Let´s summarize some facts.
During the 1980´s the inhabitants of the Eastern Bloc were becoming increasingly disatisfed with the political and economic situation. The protests varied. Everything started in the docks of Danzig in Poland. The Solidarity movement and its charismatic leader, Lech Walesa, steadily grew into a powerful opposition power. This gave a great power to back other opposition movements all across the Eastern Bloc.
Now, let´s go back in time for a minute. Why 17 November? What is it anyway? That day in 1939 during the Nazi occupation of Czech lands all universities were closed, over 1200 students sent to the concentration camps and the leaders of students movement executed. This goes even a little back in time when medical student Jan Opletal was fatally shot on 28 October by the Nazis on the street during the students protest commemorating Czechoslovak Independence Day.
The students protested again on 15 November during his funeral.
Since then, 17 November is international students day.
Now back to the future.

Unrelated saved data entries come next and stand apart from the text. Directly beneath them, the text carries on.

use crate::domain::entities::{BusinessHour, BusinessHourScope, BusinessHourType};
use crate::domain::errors::DomainResult;
use chrono::{DateTime, Utc};
use std::collections::HashMap;

/// Per-scope open/closed state computed from every configured window at one instant
#[derive(Debug, Clone, PartialEq, Eq)]
pub struct AvailabilitySnapshot {
    pub computed_at: DateTime<Utc>,
    default_open: bool,
    departments: HashMap<String, bool>,
}

impl AvailabilitySnapshot {
    /// Full re-evaluation; fails on the first window that cannot be evaluated
    pub fn compute(windows: &[BusinessHour], now: DateTime<Utc>) -> DomainResult<Self> {
        let mut default_open = false;
        let mut departments: HashMap<String, bool> = HashMap::new();

        for window in windows {
            window.validate()?;
            let open = window.is_open_at(now)?;

            match window.kind {
                BusinessHourType::Default => default_open |= open,
                BusinessHourType::Custom => {
                    for dep in &window.departments {
                        *departments.entry(dep.clone()).or_insert(false) |= open;
                    }
                }
            }
        }

        Ok(Self {
            computed_at: now,
            default_open,
            departments,
        })
    }

    /// Departments without a custom window follow the default scope
    pub fn is_open(&self, scope: &BusinessHourScope) -> bool {
        match scope {
            BusinessHourScope::Default => self.default_open,
            BusinessHourScope::Department(dep) => self
                .departments
                .get(dep)
                .copied()
                .unwrap_or(self.default_open),
        }
    }

    /// Every explicitly evaluated scope with its state
    pub fn scopes(&self) -> Vec<(BusinessHourScope, bool)> {
        let mut scopes = vec![(BusinessHourScope::Default, self.default_open)];
        let mut deps: Vec<_> = self.departments.iter().collect();
        deps.sort();
        scopes.extend(
            deps.into_iter()
                .map(|(dep, open)| (BusinessHourScope::Department(dep.clone()), *open)),
        );
        scopes
    }

    /// Scopes whose state differs from `previous`
    pub fn changes_since(&self, previous: &AvailabilitySnapshot) -> Vec<(BusinessHourScope, bool)> {
        let mut changed: Vec<_> = self
            .scopes()
            .into_iter()
            .filter(|(scope, open)| previous.is_open(scope) != *open)
            .collect();

        // Departments that lost their custom window and now follow the default
        let mut dropped: Vec<_> = previous
            .departments
            .keys()
            .filter(|dep| !self.departments.contains_key(*dep))
            .map(|dep| BusinessHourScope::Department(dep.clone()))
            .filter(|scope| previous.is_open(scope) != self.is_open(scope))
            .collect();
        dropped.sort_by_key(|scope| scope.to_string());
        changed.extend(dropped.into_iter().map(|scope| {
            let open = self.is_open(&scope);
            (scope, open)
        }));

        changed
    }
}

#[cfg(test)]
mod tests {
    use super::*;
    use crate::domain::entities::DaySchedule;
    use chrono::{NaiveTime, TimeZone, Weekday};

    fn hm(h: u32, m: u32) -> NaiveTime {
        NaiveTime::from_hms_opt(h, m, 0).unwrap()
    }

    fn sales_window() -> BusinessHour {
        BusinessHour::new(
            "Sales".to_string(),
            BusinessHourType::Custom,
            "UTC".to_string(),
            vec![DaySchedule::new(Weekday::Mon, hm(9, 0), hm(17, 0))],
        )
        .with_department("sales")
    }

    #[test]
    fn test_departments_inherit_default_scope() {
        // Monday 2026-10-19 20:00 UTC
        let now = Utc.with_ymd_and_hms(2026, 10, 19, 20, 0, 0).unwrap();
        let snapshot =
            AvailabilitySnapshot::compute(&[BusinessHour::default_all_week(), sales_window()], now)
                .unwrap();

        assert!(snapshot.is_open(&BusinessHourScope::Default));
        assert!(!snapshot.is_open(&BusinessHourScope::for_department(Some("sales"))));
        assert!(snapshot.is_open(&BusinessHourScope::for_department(Some("support"))));
    }

    #[test]
    fn test_malformed_window_fails_evaluation() {
        let mut broken = sales_window();
        broken.timezone = "Mars/Olympus_Mons".to_string();
        let now = Utc.with_ymd_and_hms(2026, 10, 19, 10, 0, 0).unwrap();

        assert!(AvailabilitySnapshot::compute(&[broken], now).is_err());
    }

    #[test]
    fn test_changes_since_reports_flipped_scopes() {
        let windows = [BusinessHour::default_all_week(), sales_window()];
        let morning = Utc.with_ymd_and_hms(2026, 10, 19, 10, 0, 0).unwrap();
        let evening = Utc.with_ymd_and_hms(2026, 10, 19, 18, 0, 0).unwrap();

        let before = AvailabilitySnapshot::compute(&windows, morning).unwrap();
        let after = AvailabilitySnapshot::compute(&windows, evening).unwrap();

        assert_eq!(
            after.changes_since(&before),
            vec![(BusinessHourScope::Department("sales".to_string()), false)]
        );
        assert!(after.changes_since(&after).is_empty());
    }
}
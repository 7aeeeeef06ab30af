use async_trait::async_trait;
use chrono::{DateTime, Duration as ChronoDuration, TimeZone, Utc};
use omnidesk::domain::ports::time_service::TimeService;
use parking_lot::Mutex;
use std::sync::Arc;
use std::time::Duration;

/// Wall clock the test moves by hand; sleeping still uses tokio time
#[derive(Clone)]
pub struct ManualClock {
    now: Arc<Mutex<DateTime<Utc>>>,
}

impl ManualClock {
    pub fn at(now: DateTime<Utc>) -> Self {
        Self {
            now: Arc::new(Mutex::new(now)),
        }
    }

    pub fn set(&self, now: DateTime<Utc>) {
        *self.now.lock() = now;
    }

    pub fn advance(&self, by: ChronoDuration) {
        *self.now.lock() += by;
    }
}

#[async_trait]
impl TimeService for ManualClock {
    fn now(&self) -> DateTime<Utc> {
        *self.now.lock()
    }

    async fn sleep(&self, duration: Duration) {
        tokio::time::sleep(duration).await;
    }
}

/// Monday 2026-10-19 at the given UTC time
pub fn monday_at(hour: u32, minute: u32) -> DateTime<Utc> {
    Utc.with_ymd_and_hms(2026, 10, 19, hour, minute, 0).unwrap()
}
use crate::domain::entities::BusinessHour;
use crate::domain::errors::DomainResult;
use async_trait::async_trait;

#[async_trait]
pub trait BusinessHourRepository: Send + Sync {
    async fn list_business_hours(&self) -> DomainResult<Vec<BusinessHour>>;
    async fn find_business_hour(&self, id: &str) -> DomainResult<Option<BusinessHour>>;
    /// Insert or replace by id
    async fn save_business_hour(&self, business_hour: &BusinessHour) -> DomainResult<()>;
    async fn delete_business_hour(&self, id: &str) -> DomainResult<bool>;
}
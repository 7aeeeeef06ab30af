use super::{HookChain, HookHandler, HookPoint, HookPriority, HookVeto};
use crate::domain::entities::{Message, Room, User};
use std::sync::Arc;

/// Runs before a message is persisted; handlers may rewrite or veto it
pub struct BeforeSaveMessage;

impl HookPoint for BeforeSaveMessage {
    const NAME: &'static str = "before-save-message";
    type Payload = Message;
    type Context = ();

    fn chain(registry: &HookRegistry) -> &HookChain<Self> {
        &registry.before_save_message
    }
}

/// Runs before a user is added to a room
pub struct BeforeJoinRoom;

impl HookPoint for BeforeJoinRoom {
    const NAME: &'static str = "before-join-room";
    type Payload = User;
    type Context = Room;

    fn chain(registry: &HookRegistry) -> &HookChain<Self> {
        &registry.before_join_room
    }
}

/// Runs before a user leaves a room through the ordinary leave path
pub struct BeforeLeaveRoom;

impl HookPoint for BeforeLeaveRoom {
    const NAME: &'static str = "before-leave-room";
    type Payload = User;
    type Context = Room;

    fn chain(registry: &HookRegistry) -> &HookChain<Self> {
        &registry.before_leave_room
    }
}

/// Event name to ordered handler list table, filled at process wiring time
#[derive(Default)]
pub struct HookRegistry {
    before_save_message: HookChain<BeforeSaveMessage>,
    before_join_room: HookChain<BeforeJoinRoom>,
    before_leave_room: HookChain<BeforeLeaveRoom>,
}

impl HookRegistry {
    pub fn new() -> Self {
        Self::default()
    }

    pub fn register<H: HookPoint>(
        &self,
        id: &str,
        priority: HookPriority,
        handler: Arc<dyn HookHandler<H>>,
    ) {
        H::chain(self).register(id, priority, handler);
    }

    pub fn unregister<H: HookPoint>(&self, id: &str) -> bool {
        H::chain(self).unregister(id)
    }

    pub async fn run<H: HookPoint>(
        &self,
        payload: H::Payload,
        context: &H::Context,
    ) -> Result<H::Payload, HookVeto> {
        H::chain(self).run(payload, context).await
    }

    pub fn handler_ids<H: HookPoint>(&self) -> Vec<String> {
        H::chain(self).handler_ids()
    }
}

I mean the past. You know what I mean.
The students gathered to walk to the grave of Karel Hynek Mácha (the national poet) at Vyšehrad cemetery and after this “official” protest (acknowledged by the minders) about 15 000 protesters continued to downtown Prague to shout loud what they really thought about the regime. It is important to say why students and why 17 November. It had been 50 years since the Nazis closed the universities. This was the real reason to protest.
Anyhow, somewhere around Národní Třída (Národní Avenue at junction with Spálená street – there is a monument today), the state police brutally stopped the protests. This was not a new thing to the students. Similar actions had taken place on Wenceslas Square a year before.
This time, however, a limp body of someone was lying on the street. It was Ludvík Žifčák, a secret police agent who acted dead, this being revealed much later with nobody knowing why he did that.
This resulted into a media hoax about a “dead student” who had been murdered by police. The public was horrified. “They are killing our children!” many cried that evening watching the TV news. The public got upset and very annoyed. That same evening, students and theatre actors agreed to go on strike.
In the days that followed, many went out in the cold and protested, an many went on strike. Civic Forum, the opposition force in Czechoslovakia, organized happenings and strikes in support of the protesters.
This situation finally ended on 29 December when the communist members of Parliament elected Vaclav Havel as the new president of Czechoslovakia. The 40-year long period of socialism was over and a new, now “federal”, sovereignty was born. This time not from the Habsburgs, and not the Nazi terror. This time it was by the Czech and Slovaks for themselves.
The wave of new democracies had swept across the whole of Eastern Europe. Some were as velvet as was the Czechoslovak revolution. Some were violent, like as in Romania where the hated Ceaucescu with his wife met the creator himself on Christmas Eve.
You don’t have to be a historian. The writer of this article may have a birth certificate issued in “Czechoslovak Socialist Republic” (I was born in April 1989, what a coincidence), but everybody should study at least some facts and ask the older generation time to time for their opinion.
God knows, if someone much younger would come to me one day and ask me “What were you doing on 9/11 2001?” I will be more than happy to talk with him or her.